*** Block opens ***

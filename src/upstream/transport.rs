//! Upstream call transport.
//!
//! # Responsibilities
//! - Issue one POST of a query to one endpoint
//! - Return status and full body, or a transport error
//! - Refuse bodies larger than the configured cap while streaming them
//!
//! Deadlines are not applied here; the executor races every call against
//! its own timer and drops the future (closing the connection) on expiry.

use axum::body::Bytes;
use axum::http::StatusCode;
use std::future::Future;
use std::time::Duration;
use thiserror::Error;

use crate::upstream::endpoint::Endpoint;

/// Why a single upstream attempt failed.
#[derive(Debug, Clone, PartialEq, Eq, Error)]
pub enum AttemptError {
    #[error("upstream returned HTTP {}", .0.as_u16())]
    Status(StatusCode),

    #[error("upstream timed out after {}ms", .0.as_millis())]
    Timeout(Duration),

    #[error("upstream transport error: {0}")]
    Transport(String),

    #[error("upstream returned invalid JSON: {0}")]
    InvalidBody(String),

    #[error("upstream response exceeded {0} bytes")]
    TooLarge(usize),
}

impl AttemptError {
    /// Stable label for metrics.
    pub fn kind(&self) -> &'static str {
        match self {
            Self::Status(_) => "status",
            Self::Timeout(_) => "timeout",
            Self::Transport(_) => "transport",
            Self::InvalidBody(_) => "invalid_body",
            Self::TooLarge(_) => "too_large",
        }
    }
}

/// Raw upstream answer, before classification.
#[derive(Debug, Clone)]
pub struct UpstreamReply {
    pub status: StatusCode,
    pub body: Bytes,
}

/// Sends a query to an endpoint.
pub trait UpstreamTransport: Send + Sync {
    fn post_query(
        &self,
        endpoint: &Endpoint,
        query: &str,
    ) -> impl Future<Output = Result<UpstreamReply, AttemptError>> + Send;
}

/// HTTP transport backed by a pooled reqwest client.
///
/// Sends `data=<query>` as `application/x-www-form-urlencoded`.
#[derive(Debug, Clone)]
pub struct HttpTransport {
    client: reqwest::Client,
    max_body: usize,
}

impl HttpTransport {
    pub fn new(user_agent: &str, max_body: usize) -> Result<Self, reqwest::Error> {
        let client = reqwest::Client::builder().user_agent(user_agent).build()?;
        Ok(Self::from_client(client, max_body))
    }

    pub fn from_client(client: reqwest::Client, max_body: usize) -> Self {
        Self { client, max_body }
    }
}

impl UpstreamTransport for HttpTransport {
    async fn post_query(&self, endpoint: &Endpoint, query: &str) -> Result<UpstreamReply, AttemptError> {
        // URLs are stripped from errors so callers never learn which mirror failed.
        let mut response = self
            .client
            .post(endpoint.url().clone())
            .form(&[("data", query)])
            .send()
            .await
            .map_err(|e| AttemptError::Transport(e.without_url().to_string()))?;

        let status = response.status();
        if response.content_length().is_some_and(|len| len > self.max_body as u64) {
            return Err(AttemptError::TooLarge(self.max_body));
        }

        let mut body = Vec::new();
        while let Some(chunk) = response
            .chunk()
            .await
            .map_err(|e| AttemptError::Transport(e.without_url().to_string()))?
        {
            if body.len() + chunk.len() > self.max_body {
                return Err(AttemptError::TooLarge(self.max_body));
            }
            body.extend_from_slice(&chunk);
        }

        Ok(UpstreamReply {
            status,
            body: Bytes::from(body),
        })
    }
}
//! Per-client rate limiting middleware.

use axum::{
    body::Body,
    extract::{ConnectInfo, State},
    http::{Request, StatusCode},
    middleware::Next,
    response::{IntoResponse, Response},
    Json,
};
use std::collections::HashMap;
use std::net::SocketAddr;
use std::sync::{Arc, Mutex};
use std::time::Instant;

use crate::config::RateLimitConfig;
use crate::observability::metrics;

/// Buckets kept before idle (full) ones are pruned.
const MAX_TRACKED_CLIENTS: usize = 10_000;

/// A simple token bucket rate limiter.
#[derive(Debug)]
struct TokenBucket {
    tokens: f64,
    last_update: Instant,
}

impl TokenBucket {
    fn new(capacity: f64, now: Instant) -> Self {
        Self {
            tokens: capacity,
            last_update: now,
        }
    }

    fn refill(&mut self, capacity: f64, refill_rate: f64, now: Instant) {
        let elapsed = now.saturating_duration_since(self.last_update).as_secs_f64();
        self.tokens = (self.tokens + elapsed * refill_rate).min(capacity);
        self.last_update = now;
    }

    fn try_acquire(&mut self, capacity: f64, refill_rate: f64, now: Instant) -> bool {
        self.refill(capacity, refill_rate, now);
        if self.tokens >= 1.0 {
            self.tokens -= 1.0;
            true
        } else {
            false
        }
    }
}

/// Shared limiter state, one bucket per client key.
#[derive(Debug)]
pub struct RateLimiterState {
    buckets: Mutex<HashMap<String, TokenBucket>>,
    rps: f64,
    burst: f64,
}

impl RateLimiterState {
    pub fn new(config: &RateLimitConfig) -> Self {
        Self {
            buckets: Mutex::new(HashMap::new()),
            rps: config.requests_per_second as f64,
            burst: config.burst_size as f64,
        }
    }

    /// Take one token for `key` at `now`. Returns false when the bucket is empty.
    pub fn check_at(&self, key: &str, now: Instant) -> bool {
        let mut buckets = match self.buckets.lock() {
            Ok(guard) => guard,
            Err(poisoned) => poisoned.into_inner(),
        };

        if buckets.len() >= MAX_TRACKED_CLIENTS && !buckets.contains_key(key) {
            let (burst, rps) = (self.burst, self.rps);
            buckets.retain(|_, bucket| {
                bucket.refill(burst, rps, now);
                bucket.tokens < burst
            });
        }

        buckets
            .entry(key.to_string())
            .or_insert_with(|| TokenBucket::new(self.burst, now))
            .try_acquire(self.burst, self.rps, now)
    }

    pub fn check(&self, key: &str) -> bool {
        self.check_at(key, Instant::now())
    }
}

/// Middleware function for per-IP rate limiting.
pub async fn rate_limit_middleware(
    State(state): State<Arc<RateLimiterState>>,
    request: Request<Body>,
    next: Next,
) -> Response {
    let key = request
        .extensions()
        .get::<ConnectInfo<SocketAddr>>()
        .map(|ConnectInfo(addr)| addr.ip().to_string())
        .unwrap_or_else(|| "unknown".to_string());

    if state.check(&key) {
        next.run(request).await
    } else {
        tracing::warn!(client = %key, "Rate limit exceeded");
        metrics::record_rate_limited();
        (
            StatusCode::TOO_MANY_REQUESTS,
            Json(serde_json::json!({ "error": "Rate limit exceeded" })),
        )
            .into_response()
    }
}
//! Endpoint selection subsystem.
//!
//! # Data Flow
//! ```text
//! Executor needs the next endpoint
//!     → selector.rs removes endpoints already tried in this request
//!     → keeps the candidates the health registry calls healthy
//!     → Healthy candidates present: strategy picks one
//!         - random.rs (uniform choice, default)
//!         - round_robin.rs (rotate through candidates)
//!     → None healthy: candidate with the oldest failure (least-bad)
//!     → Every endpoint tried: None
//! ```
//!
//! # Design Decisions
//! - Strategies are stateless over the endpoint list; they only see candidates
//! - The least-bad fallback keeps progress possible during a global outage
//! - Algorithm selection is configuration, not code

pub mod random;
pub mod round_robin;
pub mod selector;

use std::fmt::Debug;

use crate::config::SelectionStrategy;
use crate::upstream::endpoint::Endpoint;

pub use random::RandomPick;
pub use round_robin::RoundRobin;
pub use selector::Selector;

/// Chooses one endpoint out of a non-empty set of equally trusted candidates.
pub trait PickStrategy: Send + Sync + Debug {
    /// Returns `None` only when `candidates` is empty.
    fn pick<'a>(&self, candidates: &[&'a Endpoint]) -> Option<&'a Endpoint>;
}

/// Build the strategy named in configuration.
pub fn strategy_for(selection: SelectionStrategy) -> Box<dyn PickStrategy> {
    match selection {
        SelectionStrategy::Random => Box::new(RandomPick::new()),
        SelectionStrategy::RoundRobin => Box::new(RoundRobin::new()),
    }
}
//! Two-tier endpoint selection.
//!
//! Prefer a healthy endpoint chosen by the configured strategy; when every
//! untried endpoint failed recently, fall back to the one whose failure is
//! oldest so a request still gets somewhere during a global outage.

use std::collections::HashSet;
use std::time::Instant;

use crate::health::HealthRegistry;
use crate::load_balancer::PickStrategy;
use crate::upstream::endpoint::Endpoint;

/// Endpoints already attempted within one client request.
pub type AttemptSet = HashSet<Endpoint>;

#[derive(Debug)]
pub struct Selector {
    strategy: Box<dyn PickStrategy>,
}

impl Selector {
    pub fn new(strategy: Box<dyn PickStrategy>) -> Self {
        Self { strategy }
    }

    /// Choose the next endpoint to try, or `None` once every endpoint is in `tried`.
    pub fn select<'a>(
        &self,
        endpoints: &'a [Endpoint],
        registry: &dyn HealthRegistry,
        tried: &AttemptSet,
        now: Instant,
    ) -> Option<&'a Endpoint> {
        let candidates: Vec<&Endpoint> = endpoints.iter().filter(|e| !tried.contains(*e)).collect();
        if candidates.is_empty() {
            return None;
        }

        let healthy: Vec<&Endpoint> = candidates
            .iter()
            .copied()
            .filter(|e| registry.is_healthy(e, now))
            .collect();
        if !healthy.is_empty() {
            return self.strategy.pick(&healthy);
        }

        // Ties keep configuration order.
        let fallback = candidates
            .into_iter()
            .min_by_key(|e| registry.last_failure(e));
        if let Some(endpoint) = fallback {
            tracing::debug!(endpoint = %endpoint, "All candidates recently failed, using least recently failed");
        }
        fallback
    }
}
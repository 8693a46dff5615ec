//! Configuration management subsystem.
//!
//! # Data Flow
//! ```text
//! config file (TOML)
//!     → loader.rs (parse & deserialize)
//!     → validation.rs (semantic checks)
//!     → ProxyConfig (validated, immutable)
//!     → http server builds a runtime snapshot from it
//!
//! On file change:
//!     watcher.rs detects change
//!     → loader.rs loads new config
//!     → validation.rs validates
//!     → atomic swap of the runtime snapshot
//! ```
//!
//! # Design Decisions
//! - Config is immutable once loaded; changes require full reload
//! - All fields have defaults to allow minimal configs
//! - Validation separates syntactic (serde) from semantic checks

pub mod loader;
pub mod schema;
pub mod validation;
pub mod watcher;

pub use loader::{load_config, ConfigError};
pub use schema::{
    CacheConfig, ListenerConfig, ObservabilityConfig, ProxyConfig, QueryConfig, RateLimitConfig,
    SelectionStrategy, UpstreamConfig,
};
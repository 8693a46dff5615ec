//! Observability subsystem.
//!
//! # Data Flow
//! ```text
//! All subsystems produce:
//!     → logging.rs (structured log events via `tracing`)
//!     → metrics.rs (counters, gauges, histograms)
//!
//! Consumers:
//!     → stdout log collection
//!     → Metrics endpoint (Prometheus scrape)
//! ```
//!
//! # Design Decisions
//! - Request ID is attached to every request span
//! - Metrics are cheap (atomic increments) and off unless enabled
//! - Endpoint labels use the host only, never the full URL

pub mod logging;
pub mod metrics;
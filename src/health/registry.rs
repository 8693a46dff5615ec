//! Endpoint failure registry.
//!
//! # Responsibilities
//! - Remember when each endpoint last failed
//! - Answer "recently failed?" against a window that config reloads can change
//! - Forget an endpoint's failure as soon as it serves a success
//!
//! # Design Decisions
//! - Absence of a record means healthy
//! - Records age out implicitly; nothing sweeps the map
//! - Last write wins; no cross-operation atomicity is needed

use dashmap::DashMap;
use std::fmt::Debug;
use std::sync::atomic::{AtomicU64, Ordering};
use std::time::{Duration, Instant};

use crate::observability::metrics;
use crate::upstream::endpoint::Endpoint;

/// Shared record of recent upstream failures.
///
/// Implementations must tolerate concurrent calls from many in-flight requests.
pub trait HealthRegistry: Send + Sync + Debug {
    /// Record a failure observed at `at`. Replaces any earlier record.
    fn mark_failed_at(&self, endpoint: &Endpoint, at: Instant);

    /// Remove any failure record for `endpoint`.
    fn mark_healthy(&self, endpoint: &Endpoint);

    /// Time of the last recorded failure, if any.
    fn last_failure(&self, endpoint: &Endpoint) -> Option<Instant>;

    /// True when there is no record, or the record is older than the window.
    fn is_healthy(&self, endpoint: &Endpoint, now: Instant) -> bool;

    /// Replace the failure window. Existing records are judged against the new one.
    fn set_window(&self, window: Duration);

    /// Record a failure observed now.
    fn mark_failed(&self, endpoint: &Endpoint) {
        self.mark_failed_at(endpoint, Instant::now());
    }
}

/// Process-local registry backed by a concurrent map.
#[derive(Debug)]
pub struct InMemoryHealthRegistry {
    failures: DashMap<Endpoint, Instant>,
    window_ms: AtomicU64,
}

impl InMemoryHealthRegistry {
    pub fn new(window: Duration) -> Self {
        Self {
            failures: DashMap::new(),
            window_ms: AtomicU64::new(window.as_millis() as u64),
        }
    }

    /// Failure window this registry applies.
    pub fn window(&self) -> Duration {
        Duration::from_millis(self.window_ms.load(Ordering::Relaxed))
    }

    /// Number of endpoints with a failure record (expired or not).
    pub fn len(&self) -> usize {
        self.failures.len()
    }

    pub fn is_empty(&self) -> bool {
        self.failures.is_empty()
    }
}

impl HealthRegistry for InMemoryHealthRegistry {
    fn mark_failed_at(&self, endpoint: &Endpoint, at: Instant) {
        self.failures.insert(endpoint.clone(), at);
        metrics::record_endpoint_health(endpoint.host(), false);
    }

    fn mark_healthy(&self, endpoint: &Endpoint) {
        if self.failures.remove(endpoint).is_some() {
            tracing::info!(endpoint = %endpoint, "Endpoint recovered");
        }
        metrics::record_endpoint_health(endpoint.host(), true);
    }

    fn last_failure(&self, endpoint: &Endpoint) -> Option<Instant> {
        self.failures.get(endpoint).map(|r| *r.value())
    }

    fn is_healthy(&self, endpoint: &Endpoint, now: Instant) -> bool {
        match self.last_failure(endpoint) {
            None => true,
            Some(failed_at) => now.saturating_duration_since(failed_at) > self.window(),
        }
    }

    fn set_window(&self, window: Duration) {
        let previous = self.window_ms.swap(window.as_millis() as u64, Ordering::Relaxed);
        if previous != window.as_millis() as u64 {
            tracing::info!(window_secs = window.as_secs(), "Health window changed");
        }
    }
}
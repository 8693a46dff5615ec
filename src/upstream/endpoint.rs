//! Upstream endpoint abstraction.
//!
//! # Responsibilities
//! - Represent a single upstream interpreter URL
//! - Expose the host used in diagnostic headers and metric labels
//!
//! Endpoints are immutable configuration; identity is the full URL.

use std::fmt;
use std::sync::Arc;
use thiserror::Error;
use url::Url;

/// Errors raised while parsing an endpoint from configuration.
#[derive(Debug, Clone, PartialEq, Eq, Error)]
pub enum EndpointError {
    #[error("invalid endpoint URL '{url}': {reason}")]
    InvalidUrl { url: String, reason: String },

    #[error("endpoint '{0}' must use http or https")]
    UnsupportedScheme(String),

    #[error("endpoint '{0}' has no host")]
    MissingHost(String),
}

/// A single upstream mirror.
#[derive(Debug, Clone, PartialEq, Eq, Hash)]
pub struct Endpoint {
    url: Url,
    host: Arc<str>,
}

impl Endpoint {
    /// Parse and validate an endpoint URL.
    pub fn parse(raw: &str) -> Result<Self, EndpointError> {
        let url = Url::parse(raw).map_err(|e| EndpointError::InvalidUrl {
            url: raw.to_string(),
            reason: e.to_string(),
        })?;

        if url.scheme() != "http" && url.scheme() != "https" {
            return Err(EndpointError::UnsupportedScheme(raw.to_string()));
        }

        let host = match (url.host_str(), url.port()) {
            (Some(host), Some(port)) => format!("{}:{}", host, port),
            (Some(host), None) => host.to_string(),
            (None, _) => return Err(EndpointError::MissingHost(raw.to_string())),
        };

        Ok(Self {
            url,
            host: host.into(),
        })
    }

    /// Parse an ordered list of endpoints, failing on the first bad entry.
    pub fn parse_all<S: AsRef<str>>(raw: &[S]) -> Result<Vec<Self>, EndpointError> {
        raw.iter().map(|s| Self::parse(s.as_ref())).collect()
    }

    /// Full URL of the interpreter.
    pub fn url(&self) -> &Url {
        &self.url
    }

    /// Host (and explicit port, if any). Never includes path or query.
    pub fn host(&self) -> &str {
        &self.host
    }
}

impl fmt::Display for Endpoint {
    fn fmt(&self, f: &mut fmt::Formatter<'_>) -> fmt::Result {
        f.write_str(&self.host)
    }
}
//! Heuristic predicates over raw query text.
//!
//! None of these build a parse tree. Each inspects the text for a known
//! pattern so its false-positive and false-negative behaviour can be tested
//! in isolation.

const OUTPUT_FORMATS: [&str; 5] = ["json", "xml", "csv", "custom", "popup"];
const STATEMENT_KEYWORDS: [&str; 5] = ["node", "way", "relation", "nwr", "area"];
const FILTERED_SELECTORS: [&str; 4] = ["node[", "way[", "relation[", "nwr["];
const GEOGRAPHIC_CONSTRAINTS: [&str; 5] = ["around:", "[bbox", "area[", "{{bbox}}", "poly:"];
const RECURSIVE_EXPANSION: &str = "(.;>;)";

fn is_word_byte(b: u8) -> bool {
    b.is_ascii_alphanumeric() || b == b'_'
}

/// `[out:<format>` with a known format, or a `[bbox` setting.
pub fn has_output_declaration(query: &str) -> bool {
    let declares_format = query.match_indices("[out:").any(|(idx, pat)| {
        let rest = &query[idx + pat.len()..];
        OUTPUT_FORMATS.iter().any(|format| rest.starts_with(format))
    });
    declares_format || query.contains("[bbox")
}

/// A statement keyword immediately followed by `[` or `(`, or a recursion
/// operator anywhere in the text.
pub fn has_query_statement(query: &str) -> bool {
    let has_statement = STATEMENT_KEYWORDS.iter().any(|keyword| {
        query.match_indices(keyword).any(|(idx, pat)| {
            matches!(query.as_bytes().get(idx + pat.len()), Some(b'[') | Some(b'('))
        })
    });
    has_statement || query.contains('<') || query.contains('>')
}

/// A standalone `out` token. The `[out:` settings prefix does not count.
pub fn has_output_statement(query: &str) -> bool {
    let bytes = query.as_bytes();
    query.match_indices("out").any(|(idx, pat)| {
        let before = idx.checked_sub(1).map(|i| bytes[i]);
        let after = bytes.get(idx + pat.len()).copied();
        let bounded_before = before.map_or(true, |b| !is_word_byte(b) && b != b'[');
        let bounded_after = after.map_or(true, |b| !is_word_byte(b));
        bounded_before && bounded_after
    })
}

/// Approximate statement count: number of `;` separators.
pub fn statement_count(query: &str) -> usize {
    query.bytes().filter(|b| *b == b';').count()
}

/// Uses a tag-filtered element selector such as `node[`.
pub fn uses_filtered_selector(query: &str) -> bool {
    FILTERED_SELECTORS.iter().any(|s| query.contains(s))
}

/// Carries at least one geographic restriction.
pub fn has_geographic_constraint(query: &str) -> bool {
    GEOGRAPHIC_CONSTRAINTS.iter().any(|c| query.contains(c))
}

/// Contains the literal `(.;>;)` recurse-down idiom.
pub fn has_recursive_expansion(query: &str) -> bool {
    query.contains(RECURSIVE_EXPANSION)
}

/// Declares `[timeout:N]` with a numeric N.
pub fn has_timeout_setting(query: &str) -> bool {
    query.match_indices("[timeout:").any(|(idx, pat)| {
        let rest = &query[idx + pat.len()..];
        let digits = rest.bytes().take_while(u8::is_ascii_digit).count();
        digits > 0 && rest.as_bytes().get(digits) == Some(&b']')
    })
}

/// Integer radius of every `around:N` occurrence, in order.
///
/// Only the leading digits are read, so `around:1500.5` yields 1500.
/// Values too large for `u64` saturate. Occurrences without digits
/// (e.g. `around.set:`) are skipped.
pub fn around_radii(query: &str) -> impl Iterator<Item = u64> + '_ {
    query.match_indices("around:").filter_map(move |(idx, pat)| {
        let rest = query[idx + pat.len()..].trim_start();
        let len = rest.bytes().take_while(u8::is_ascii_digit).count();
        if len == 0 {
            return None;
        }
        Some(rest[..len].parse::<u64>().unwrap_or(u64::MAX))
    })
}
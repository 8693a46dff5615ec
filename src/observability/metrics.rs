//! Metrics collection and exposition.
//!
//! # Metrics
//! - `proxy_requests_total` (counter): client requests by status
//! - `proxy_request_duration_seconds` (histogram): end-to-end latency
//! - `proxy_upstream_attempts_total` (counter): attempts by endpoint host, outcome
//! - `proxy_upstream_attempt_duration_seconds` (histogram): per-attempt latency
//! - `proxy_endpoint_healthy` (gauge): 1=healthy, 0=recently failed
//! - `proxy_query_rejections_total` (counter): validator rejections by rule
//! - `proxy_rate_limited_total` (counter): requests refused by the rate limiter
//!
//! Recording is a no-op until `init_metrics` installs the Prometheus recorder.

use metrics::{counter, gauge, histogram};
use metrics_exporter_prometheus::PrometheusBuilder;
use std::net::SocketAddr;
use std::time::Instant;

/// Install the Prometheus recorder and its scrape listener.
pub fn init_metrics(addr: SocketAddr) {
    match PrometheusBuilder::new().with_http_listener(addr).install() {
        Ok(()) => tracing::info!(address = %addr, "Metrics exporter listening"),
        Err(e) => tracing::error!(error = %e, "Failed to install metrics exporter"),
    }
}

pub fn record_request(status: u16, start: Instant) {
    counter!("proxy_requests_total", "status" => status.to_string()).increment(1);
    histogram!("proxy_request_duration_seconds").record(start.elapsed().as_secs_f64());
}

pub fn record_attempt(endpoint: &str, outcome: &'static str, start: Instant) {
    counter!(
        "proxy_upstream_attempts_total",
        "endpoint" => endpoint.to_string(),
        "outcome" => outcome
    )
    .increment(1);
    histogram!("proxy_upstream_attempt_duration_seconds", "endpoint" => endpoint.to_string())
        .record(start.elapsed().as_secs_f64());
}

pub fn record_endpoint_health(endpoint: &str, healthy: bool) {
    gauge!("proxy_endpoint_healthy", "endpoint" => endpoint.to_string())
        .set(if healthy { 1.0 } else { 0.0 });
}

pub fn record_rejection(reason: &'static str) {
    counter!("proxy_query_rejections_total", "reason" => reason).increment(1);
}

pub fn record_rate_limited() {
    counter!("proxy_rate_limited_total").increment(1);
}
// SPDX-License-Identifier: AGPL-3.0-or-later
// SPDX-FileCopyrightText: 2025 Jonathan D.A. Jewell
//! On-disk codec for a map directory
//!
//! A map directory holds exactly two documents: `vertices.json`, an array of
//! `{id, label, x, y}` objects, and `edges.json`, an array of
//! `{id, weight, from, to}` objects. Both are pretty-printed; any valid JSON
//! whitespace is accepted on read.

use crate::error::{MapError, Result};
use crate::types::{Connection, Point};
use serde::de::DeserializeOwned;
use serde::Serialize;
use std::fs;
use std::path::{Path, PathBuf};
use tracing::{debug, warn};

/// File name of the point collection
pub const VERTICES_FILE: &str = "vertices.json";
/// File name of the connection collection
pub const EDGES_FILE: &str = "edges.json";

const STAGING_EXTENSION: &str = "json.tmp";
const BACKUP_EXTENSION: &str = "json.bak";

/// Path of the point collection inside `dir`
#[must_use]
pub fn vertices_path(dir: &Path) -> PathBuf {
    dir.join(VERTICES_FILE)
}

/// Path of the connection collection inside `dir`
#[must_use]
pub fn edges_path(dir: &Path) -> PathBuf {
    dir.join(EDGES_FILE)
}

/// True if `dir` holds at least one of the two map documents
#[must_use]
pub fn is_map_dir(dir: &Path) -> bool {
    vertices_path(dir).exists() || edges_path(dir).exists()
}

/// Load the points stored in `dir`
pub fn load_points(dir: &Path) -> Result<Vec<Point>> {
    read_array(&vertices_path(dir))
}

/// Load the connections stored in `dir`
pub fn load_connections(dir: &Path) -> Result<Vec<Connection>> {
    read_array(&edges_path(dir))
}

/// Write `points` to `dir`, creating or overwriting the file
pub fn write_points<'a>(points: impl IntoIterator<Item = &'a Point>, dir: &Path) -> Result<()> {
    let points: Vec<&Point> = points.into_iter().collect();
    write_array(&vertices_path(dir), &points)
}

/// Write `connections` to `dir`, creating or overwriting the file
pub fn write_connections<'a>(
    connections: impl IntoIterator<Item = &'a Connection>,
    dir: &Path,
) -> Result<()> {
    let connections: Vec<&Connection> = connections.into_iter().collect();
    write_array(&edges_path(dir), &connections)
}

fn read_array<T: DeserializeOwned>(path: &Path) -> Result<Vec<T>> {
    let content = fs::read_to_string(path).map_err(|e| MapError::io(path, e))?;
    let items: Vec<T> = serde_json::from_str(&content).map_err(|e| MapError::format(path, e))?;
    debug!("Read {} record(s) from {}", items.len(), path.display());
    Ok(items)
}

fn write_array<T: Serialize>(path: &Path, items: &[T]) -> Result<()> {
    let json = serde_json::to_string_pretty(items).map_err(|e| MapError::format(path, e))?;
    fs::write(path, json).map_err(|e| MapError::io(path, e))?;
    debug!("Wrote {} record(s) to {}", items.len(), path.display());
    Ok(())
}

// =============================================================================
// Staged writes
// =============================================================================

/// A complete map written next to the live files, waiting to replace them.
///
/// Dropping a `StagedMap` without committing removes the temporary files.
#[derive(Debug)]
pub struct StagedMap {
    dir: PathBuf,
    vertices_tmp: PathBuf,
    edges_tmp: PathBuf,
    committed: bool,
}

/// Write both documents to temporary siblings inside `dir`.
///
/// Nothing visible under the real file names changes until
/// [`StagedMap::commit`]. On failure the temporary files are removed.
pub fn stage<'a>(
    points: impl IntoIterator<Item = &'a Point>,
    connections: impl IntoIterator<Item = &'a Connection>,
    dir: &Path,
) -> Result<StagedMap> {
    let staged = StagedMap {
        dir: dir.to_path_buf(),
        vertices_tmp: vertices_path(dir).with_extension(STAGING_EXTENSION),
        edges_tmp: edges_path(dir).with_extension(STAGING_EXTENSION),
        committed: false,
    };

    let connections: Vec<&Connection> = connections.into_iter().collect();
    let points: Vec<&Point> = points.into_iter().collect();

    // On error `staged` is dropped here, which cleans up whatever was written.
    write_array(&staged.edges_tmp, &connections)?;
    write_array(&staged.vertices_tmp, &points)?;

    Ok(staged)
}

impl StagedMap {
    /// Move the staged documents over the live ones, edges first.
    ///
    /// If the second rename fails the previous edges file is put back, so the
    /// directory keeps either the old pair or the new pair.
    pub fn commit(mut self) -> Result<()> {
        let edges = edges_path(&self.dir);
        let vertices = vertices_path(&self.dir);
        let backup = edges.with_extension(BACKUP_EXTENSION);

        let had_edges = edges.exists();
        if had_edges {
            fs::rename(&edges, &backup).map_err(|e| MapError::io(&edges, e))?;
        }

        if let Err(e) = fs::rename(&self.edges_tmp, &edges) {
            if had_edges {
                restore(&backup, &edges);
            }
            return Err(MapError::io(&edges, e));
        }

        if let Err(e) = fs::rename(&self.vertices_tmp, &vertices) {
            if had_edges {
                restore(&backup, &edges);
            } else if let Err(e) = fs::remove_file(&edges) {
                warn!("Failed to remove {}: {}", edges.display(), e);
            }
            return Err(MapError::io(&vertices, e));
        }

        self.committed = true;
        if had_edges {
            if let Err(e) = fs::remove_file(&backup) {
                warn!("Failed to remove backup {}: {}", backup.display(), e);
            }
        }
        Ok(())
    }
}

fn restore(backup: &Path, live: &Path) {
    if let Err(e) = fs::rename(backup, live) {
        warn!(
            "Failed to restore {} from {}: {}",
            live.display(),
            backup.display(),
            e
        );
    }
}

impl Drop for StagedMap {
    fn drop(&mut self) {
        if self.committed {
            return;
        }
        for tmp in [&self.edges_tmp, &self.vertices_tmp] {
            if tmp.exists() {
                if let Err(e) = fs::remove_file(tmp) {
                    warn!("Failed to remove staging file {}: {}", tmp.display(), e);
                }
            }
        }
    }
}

*** Block closes ***

* PROBLEM REQUIREMENTS *
Where a line of the listing holds the string "HashMap", copy that line.

* RESULT OF THIS EXERCISE *
use std::collections::HashMap;
    buckets: Mutex<HashMap<String, TokenBucket>>,
            buckets: Mutex::new(HashMap::new()),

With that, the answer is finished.